Nunca había sido tan difícil transformar una mayoría electoral en una mayoría para gobernar. No solo en Chile, sino en buena parte de Occidente, donde la atomización y la dispersión del poder atentan directamente contra la gobernabilidad.
Una fuerza política puede contar con un amplio respaldo ciudadano y, aun así, ser incapaz de transformar ese apoyo en mayorías legislativas. A la resistencia natural de la oposición suele sumarse la fragmentación de los propios partidos de gobierno. Ocurrió, sin ir más lejos, durante el segundo mandato del presidente Piñera, cuando varios parlamentarios oficialistas respaldaron los retiros previsionales, con todos los efectos negativos que esa medida tuvo sobre la economía, la inflación y las futuras pensiones.
La situación se agrava cuando los gobiernos prefieren actuar desde círculos estrechos. Es cierto que a muchos presidentes pareciera interesarles más terminar sus períodos con un respaldo cercano al 30% –asegurando así un posible regreso– que invertir tiempo y capital en la construcción de coaliciones amplias y estables. Es cierto asimismo que negociar dejó de ser una virtud, al menos entre buena parte de las elites.
La pregunta es cuánto tiempo más estamos dispuestos a convivir con esa lógica. ¿Qué tiene que pasar para que, de una buena vez, nos sentemos a discutir los problemas estructurales que aquejan a la política chilena? Los cambios al régimen electoral para enfrentar la creciente fragmentación partidaria no pueden seguir postergándose indefinidamente. Lo mismo respecto de nuestro estatuto administrativo, imposible más anacrónico e ineficaz.

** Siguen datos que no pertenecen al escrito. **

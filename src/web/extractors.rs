use axum::{
    async_trait,
    extract::{FromRequest, Request},
    http::StatusCode,
    response::{IntoResponse, Response},
    Json,
};
use serde::Deserialize;

/// 验证的JSON提取器
pub struct ValidatedJson<T>(pub T);

#[async_trait]
impl<T, S> FromRequest<S> for ValidatedJson<T>
where
    T: for<'de> Deserialize<'de> + Validate,
    S: Send + Sync,
{
    type Rejection = ValidationError;

    async fn from_request(req: Request, state: &S) -> Result<Self, Self::Rejection> {
        let Json(value) = Json::<T>::from_request(req, state)
            .await
            .map_err(|err| ValidationError::JsonParse(err.to_string()))?;

        value.validate()
            .map_err(|e| ValidationError::Validation(e.to_string()))?;

        Ok(ValidatedJson(value))
    }
}

/// 验证trait
pub trait Validate {
    type Error: std::fmt::Display;

    fn validate(&self) -> Result<(), Self::Error>;
}

/// 验证错误类型
#[derive(Debug)]
pub enum ValidationError {
    JsonParse(String),
    Validation(String),
}

impl IntoResponse for ValidationError {
    fn into_response(self) -> Response {
        let (status, error_message) = match self {
            ValidationError::JsonParse(msg) => {
                (StatusCode::BAD_REQUEST, format!("JSON parse error: {}", msg))
            }
            ValidationError::Validation(msg) => {
                (StatusCode::BAD_REQUEST, format!("Validation error: {}", msg))
            }
        };

        let body = serde_json::json!({
            "error": {
                "code": "VALIDATION_ERROR",
                "message": error_message
            }
        });

        (status, Json(body)).into_response()
    }
}

impl std::fmt::Display for ValidationError {
    fn fmt(&self, f: &mut std::fmt::Formatter<'_>) -> std::fmt::Result {
        match self {
            ValidationError::JsonParse(msg) => write!(f, "JSON parse error: {}", msg),
            ValidationError::Validation(msg) => write!(f, "Validation error: {}", msg),
        }
    }
}

impl std::error::Error for ValidationError {}

/// 为分类请求实现验证
impl Validate for crate::web::handlers::ClassifyJsonRequest {
    type Error = String;

    fn validate(&self) -> Result<(), Self::Error> {
        // 验证image字段
        if self.image.trim().is_empty() {
            return Err("Image data cannot be empty".to_string());
        }

        // 验证请求体形态
        if let Some(ref shape) = self.payload_shape {
            if crate::config::PayloadShape::parse(shape).is_err() {
                return Err(format!(
                    "Invalid payload shape '{}'. Supported shapes: raw, features",
                    shape
                ));
            }
        }

        Ok(())
    }
}

#[cfg(test)]
mod tests {
    use super::*;
    use crate::web::handlers::ClassifyJsonRequest;

    #[test]
    fn rejects_empty_image() {
        let request = ClassifyJsonRequest {
            image: "   ".to_string(),
            payload_shape: None,
            strict: false,
        };
        assert!(request.validate().is_err());
    }

    #[test]
    fn rejects_unknown_payload_shape() {
        let request = ClassifyJsonRequest {
            image: "aGVsbG8=".to_string(),
            payload_shape: Some("xml".to_string()),
            strict: false,
        };
        assert!(request.validate().is_err());
    }

    #[test]
    fn accepts_valid_request() {
        let request = ClassifyJsonRequest {
            image: "aGVsbG8=".to_string(),
            payload_shape: Some("features".to_string()),
            strict: true,
        };
        assert!(request.validate().is_ok());
    }
}
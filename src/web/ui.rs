use axum::response::{Html, IntoResponse};

/// 首页处理器
pub async fn index_handler() -> impl IntoResponse {
    let html = include_str!("../../templates/index.html");
    Html(html)
}
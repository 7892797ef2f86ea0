use crate::config::{PayloadShape, ScoringConfig};
use crate::image::FeatureVector;
use crate::scoring::decoder::{ClassificationResult, ResponseDecoder};
use crate::utils::error::ClassifyError;
use crate::Result;
use std::time::Duration;

/// Azure容器实例部署使用的订阅密钥请求头
const SUBSCRIPTION_KEY_HEADER: &str = "Ocp-Apim-Subscription-Key";

/// 远程打分端点客户端
///
/// 单次尽力而为：请求超时由配置约束（默认30秒），无自动重试，
/// 失败以描述性错误可见地上报。
pub struct ScoringClient {
    client: reqwest::Client,
    config: ScoringConfig,
}

impl ScoringClient {
    pub fn new(config: ScoringConfig) -> Result<Self> {
        let client = reqwest::Client::builder()
            .timeout(Duration::from_secs(config.timeout_secs))
            .build()
            .map_err(ClassifyError::Http)?;

        Ok(Self { client, config })
    }

    pub fn endpoint_url(&self) -> &str {
        &self.config.endpoint_url
    }

    pub fn payload_shape(&self) -> PayloadShape {
        self.config.payload_shape
    }

    pub fn timeout_secs(&self) -> u64 {
        self.config.timeout_secs
    }

    pub fn has_api_key(&self) -> bool {
        self.config.api_key.is_some()
    }

    /// 发送原始图像字节（application/octet-stream契约）
    pub async fn score_bytes(&self, image_bytes: Vec<u8>) -> Result<ClassificationResult> {
        tracing::info!(
            "Sending {} bytes of raw image data to {}",
            image_bytes.len(),
            self.config.endpoint_url
        );

        let mut request = self
            .client
            .post(&self.config.endpoint_url)
            .header("Content-Type", "application/octet-stream")
            .header("Accept", "application/json")
            .body(image_bytes);

        if let Some(ref key) = self.config.api_key {
            request = request.header(SUBSCRIPTION_KEY_HEADER, key);
        }

        self.dispatch(request).await
    }

    /// 发送预计算的HOG特征向量（JSON契约）
    pub async fn score_features(&self, features: &FeatureVector) -> Result<ClassificationResult> {
        tracing::info!(
            "Sending {}-element feature vector to {}",
            features.len(),
            self.config.endpoint_url
        );

        let body = build_feature_payload(features);

        let mut request = self
            .client
            .post(&self.config.endpoint_url)
            .header("Accept", "application/json")
            .json(&body);

        if let Some(ref key) = self.config.api_key {
            request = request.header(SUBSCRIPTION_KEY_HEADER, key);
        }

        self.dispatch(request).await
    }

    async fn dispatch(&self, request: reqwest::RequestBuilder) -> Result<ClassificationResult> {
        let response = request.send().await.map_err(|e| {
            if e.is_timeout() {
                ClassifyError::Endpoint(format!(
                    "Scoring request timed out after {}s",
                    self.config.timeout_secs
                ))
            } else {
                ClassifyError::Http(e)
            }
        })?;

        let status = response.status();
        let body = response.bytes().await.map_err(ClassifyError::Http)?;

        if !status.is_success() {
            return Err(ClassifyError::Endpoint(format!(
                "Scoring endpoint returned {}: {}",
                status,
                String::from_utf8_lossy(&body)
            )));
        }

        // 响应体交给解码器，解码器从不失败
        Ok(ResponseDecoder::decode(&body))
    }

    /// 启动时探测端点可达性
    ///
    /// 任何HTTP响应（包括4xx/405）都说明端点可达；只有连接层面的
    /// 失败才值得警告。不通过也不阻止启动，这是演示服务的取舍。
    pub async fn validate_endpoint(&self) {
        match self.client.get(&self.config.endpoint_url).send().await {
            Ok(response) => {
                tracing::info!(
                    "Scoring endpoint reachable: {} ({})",
                    self.config.endpoint_url,
                    response.status()
                );
            }
            Err(e) => {
                tracing::warn!(
                    "Scoring endpoint probe failed for {}: {}",
                    self.config.endpoint_url,
                    e
                );
            }
        }
    }
}

/// 构造特征向量请求体 {"data": [[f32, ...]]}
fn build_feature_payload(features: &FeatureVector) -> serde_json::Value {
    serde_json::json!({ "data": [features.as_slice()] })
}

#[cfg(test)]
mod tests {
    use super::*;
    use crate::image::FeatureEncoder;
    use std::io::Cursor;

    fn sample_features() -> FeatureVector {
        let img = image::RgbImage::from_fn(64, 64, |x, y| {
            image::Rgb([(x * 4) as u8, (y * 4) as u8, 0])
        });
        let mut buf = Cursor::new(Vec::new());
        image::DynamicImage::ImageRgb8(img)
            .write_to(&mut buf, image::ImageFormat::Png)
            .unwrap();
        FeatureEncoder::encode(&buf.into_inner()).unwrap()
    }

    #[test]
    fn feature_payload_wire_shape() {
        let features = sample_features();
        let payload = build_feature_payload(&features);

        let rows = payload["data"].as_array().unwrap();
        assert_eq!(rows.len(), 1);
        assert_eq!(rows[0].as_array().unwrap().len(), features.len());
    }

    #[test]
    fn builds_client_from_config() {
        let config = crate::Config::new(
            "0.0.0.0:5005".to_string(),
            "http://localhost:8000/score".to_string(),
            Some("secret".to_string()),
            "features",
            false,
        )
        .unwrap();

        let client = ScoringClient::new(config.scoring).unwrap();
        assert_eq!(client.endpoint_url(), "http://localhost:8000/score");
        assert_eq!(client.timeout_secs(), 30);
        assert!(client.has_api_key());
    }
}
pub mod error;
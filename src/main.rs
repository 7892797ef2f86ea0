use anyhow::Result;
use clap::Parser;
use tracing_subscriber::EnvFilter;
use waste_classify::{config::Config, web::serve};

#[derive(Parser)]
#[command(name = "waste-classify")]
#[command(about = "Waste image classification gateway backed by a remote scoring endpoint")]
struct Args {
    /// Server bind address
    #[arg(long, default_value = "0.0.0.0:5005")]
    bind: String,

    /// Remote scoring endpoint URL
    #[arg(long, default_value = "http://localhost:8000/score")]
    endpoint: String,

    /// Scoring endpoint subscription key
    #[arg(long, env = "SCORE_API_KEY")]
    api_key: Option<String>,

    /// Payload shape sent to the endpoint: "raw" or "features"
    #[arg(long, default_value = "raw")]
    payload_shape: String,

    /// Log level
    #[arg(long, default_value = "info")]
    log_level: String,

    /// Enable development mode
    #[arg(long)]
    dev: bool,
}

#[tokio::main]
async fn main() -> Result<()> {
    let args = Args::parse();

    // 初始化日志系统
    tracing_subscriber::fmt()
        .with_env_filter(
            EnvFilter::try_from_default_env()
                .unwrap_or_else(|_| EnvFilter::new(&args.log_level))
        )
        .with_target(false)
        .init();

    tracing::info!("Starting waste classification service...");
    tracing::info!("Bind address: {}", args.bind);
    tracing::info!("Scoring endpoint: {}", args.endpoint);
    tracing::info!("Payload shape: {}", args.payload_shape);

    // 创建配置
    let config = Config::new(
        args.bind,
        args.endpoint,
        args.api_key,
        &args.payload_shape,
        args.dev,
    )?;

    // 启动服务器
    serve(config).await?;

    Ok(())
}
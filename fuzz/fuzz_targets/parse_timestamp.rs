//! Fuzz both parse modes; any accepted input must round-trip through the
//! canonical formatter.

#![no_main]

use libfuzzer_sys::fuzz_target;

use uts_text::{format, parse_lenient, parse_strict};

fuzz_target!(|data: &[u8]| {
    let Ok(input) = std::str::from_utf8(data) else {
        return;
    };

    // Strict acceptance implies lenient acceptance with the same instant
    let strict = parse_strict(input);
    let lenient = parse_lenient(input);
    if let Ok(ts) = strict {
        assert_eq!(lenient, Ok(ts));
    }

    // Anything accepted must survive a format/parse cycle
    if let Ok(ts) = lenient {
        let canonical = format(ts, true);
        assert_eq!(parse_strict(&canonical), Ok(ts));
    }
});
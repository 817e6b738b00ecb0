//! Year-offset calendars
//!
//! Thai Buddhist, Korean Dangi, and Minguo (ROC) calendars share the
//! Gregorian month/day structure and differ only in the year count.
//! These are pure integer conversions with no validation; inputs are
//! assumed to be already-valid Gregorian years.

const THAI_OFFSET: i32 = 543;
const DANGI_OFFSET: i32 = 2333;
const MINGUO_OFFSET: i32 = 1911;

/// Gregorian year to Thai Buddhist Era year
#[inline]
pub fn gregorian_to_thai(gregorian_year: i32) -> i32 {
    gregorian_year + THAI_OFFSET
}

/// Thai Buddhist Era year to Gregorian year
#[inline]
pub fn thai_to_gregorian(thai_year: i32) -> i32 {
    thai_year - THAI_OFFSET
}

/// Gregorian year to Korean Dangi year
#[inline]
pub fn gregorian_to_dangi(gregorian_year: i32) -> i32 {
    gregorian_year + DANGI_OFFSET
}

/// Korean Dangi year to Gregorian year
#[inline]
pub fn dangi_to_gregorian(dangi_year: i32) -> i32 {
    dangi_year - DANGI_OFFSET
}

/// Gregorian year to Minguo (ROC) year
#[inline]
pub fn gregorian_to_minguo(gregorian_year: i32) -> i32 {
    gregorian_year - MINGUO_OFFSET
}

/// Minguo (ROC) year to Gregorian year
#[inline]
pub fn minguo_to_gregorian(minguo_year: i32) -> i32 {
    minguo_year + MINGUO_OFFSET
}

#[cfg(test)]
mod tests {
    use super::*;
    use proptest::prelude::*;

    #[test]
    fn test_known_offsets() {
        assert_eq!(gregorian_to_thai(2024), 2567);
        assert_eq!(gregorian_to_dangi(2024), 4357);
        assert_eq!(gregorian_to_minguo(2024), 113);
    }

    #[test]
    fn test_inverses_at_boundaries() {
        assert_eq!(thai_to_gregorian(gregorian_to_thai(0)), 0);
        assert_eq!(minguo_to_gregorian(gregorian_to_minguo(1911)), 1911);
    }

    proptest! {
        #[test]
        fn prop_offset_conversions_invert(year in 0i32..=9999) {
            prop_assert_eq!(thai_to_gregorian(gregorian_to_thai(year)), year);
            prop_assert_eq!(dangi_to_gregorian(gregorian_to_dangi(year)), year);
            prop_assert_eq!(minguo_to_gregorian(gregorian_to_minguo(year)), year);
        }
    }
}
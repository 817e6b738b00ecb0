//! The absolute instant type
//!
//! A `Timestamp` is a signed 64-bit count of nanoseconds since
//! 1970-01-01T00:00:00Z. The representable range covers roughly the
//! years 1677 to 2262; values whose calendar rendering would fall
//! outside 0000-9999 are a caller error, not validated here.

use std::time::Duration;

/// Absolute instant - nanoseconds since the Unix epoch, always UTC
#[derive(Clone, Copy, PartialEq, Eq, PartialOrd, Ord, Hash, Default)]
pub struct Timestamp(pub i64);

impl Timestamp {
    /// 1970-01-01T00:00:00Z
    pub const EPOCH: Timestamp = Timestamp(0);
    pub const MAX: Timestamp = Timestamp(i64::MAX);
    pub const MIN: Timestamp = Timestamp(i64::MIN);

    /// Create a timestamp from raw Unix nanoseconds. Total and lossless.
    #[inline]
    pub fn from_unix_nanos(nanos: i64) -> Self {
        Timestamp(nanos)
    }

    /// Raw Unix nanoseconds. Exact inverse of [`Timestamp::from_unix_nanos`].
    #[inline]
    pub fn as_unix_nanos(self) -> i64 {
        self.0
    }

    #[inline]
    pub fn from_unix_secs(secs: i64) -> Self {
        Timestamp(secs * 1_000_000_000)
    }

    #[inline]
    pub fn as_unix_secs(self) -> i64 {
        self.0.div_euclid(1_000_000_000)
    }

    #[inline]
    pub fn saturating_add(self, duration: Duration) -> Self {
        Timestamp(self.0.saturating_add(duration.as_nanos() as i64))
    }

    #[inline]
    pub fn saturating_sub(self, duration: Duration) -> Self {
        Timestamp(self.0.saturating_sub(duration.as_nanos() as i64))
    }
}

impl std::fmt::Debug for Timestamp {
    fn fmt(&self, f: &mut std::fmt::Formatter<'_>) -> std::fmt::Result {
        write!(f, "Timestamp({}ns)", self.0)
    }
}
//! Wall-clock time sources

use std::time::{SystemTime, UNIX_EPOCH};

use uts_core::Timestamp;

/// An opaque wall-clock time source.
///
/// No monotonicity is assumed: a source may stall or jump backward.
/// Implementations must be cheap and non-blocking.
pub trait TimeSource: Send + Sync {
    fn now(&self) -> Timestamp;
}

/// The operating-system wall clock
#[derive(Clone, Copy, Debug, Default)]
pub struct SystemClock;

impl TimeSource for SystemClock {
    fn now(&self) -> Timestamp {
        match SystemTime::now().duration_since(UNIX_EPOCH) {
            Ok(since) => Timestamp::from_unix_nanos(since.as_nanos() as i64),
            // System clock set before 1970: the error carries the gap
            Err(e) => Timestamp::from_unix_nanos(-(e.duration().as_nanos() as i64)),
        }
    }
}

/// Read the current UTC instant from the system clock.
///
/// No monotonic guarantee - use [`crate::now_monotonic`] when ordering
/// matters.
pub fn now() -> Timestamp {
    SystemClock.now()
}
//! Error types for UTS operations

use thiserror::Error;

/// Closed error taxonomy for parsing, validation, and formatting.
///
/// Every failure is surfaced synchronously to the immediate caller;
/// malformed input is permanent and never retried inside the library.
#[derive(Error, Debug, Clone, Copy, PartialEq, Eq)]
pub enum UtsError {
    /// String does not match the expected pattern (bad separator, wrong
    /// designator, trailing characters)
    #[error("Invalid format")]
    InvalidFormat,

    /// Calendar date does not exist (e.g. February 30)
    #[error("Invalid date")]
    InvalidDate,

    /// Component value outside its valid range; also returned when an era
    /// lookup falls before the earliest known era
    #[error("Value out of range")]
    OutOfRange,

    /// Explicit timezone offset - the wire format is UTC-only
    #[error("Unsupported timezone offset")]
    UnsupportedOffset,

    /// More than 9 fractional digits in strict mode
    #[error("Fractional seconds too long")]
    FractionTooLong,

    /// Leap second (SS=60) not supported
    #[error("Leap second not supported")]
    LeapSecond,

    /// Formatter output buffer smaller than the required capacity
    #[error("Buffer too short: expected {expected}, got {actual}")]
    BufferTooShort { expected: usize, actual: usize },
}

/// Result type for UTS operations
pub type UtsResult<T> = Result<T, UtsError>;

Se dice, con razón, que los parlamentarios tienen pocos incentivos para impulsar reformas que eleven las exigencias de entrada y permanencia en el Congreso. Se dice –también con razón– que los gobiernos, conscientes de que solo disponen de cuatro años, caen con facilidad en la tentación de acelerar sus programas antes de que se agote el impulso inicial de las urnas.
Pan para hoy, hambre para mañana. Lo que hoy parece una victoria táctica puede convertirse rápidamente en una derrota estratégica. Nadie tiene clavada la rueda de la fortuna y nadie es dueño de los votos de las personas. Gobernar exige administrar tensiones inevitables: responder a las urgencias del presente sin hipotecar el futuro, desafiar a la propia tribu, atreverse a diseñar instituciones pensando en que algún día ganará el adversario, asumir la importancia de conciliar el tiempo corto con el tiempo largo.
Para ello, es indispensable reconocer que quien piensa distinto no es necesariamente un enemigo. Mientras no fortalezcamos a las instituciones que tienden a premiar la cooperación por sobre la fragmentación, seguiremos confundiendo las victorias electorales con la capacidad efectiva de gobernar. Son dos cosas muy distintas. Y comprender esa diferencia constituye, quizás, la primera responsabilidad de quienes aspiran a conducir una nación.
Por Juan Luis Ossa, historiador, investigador CEP.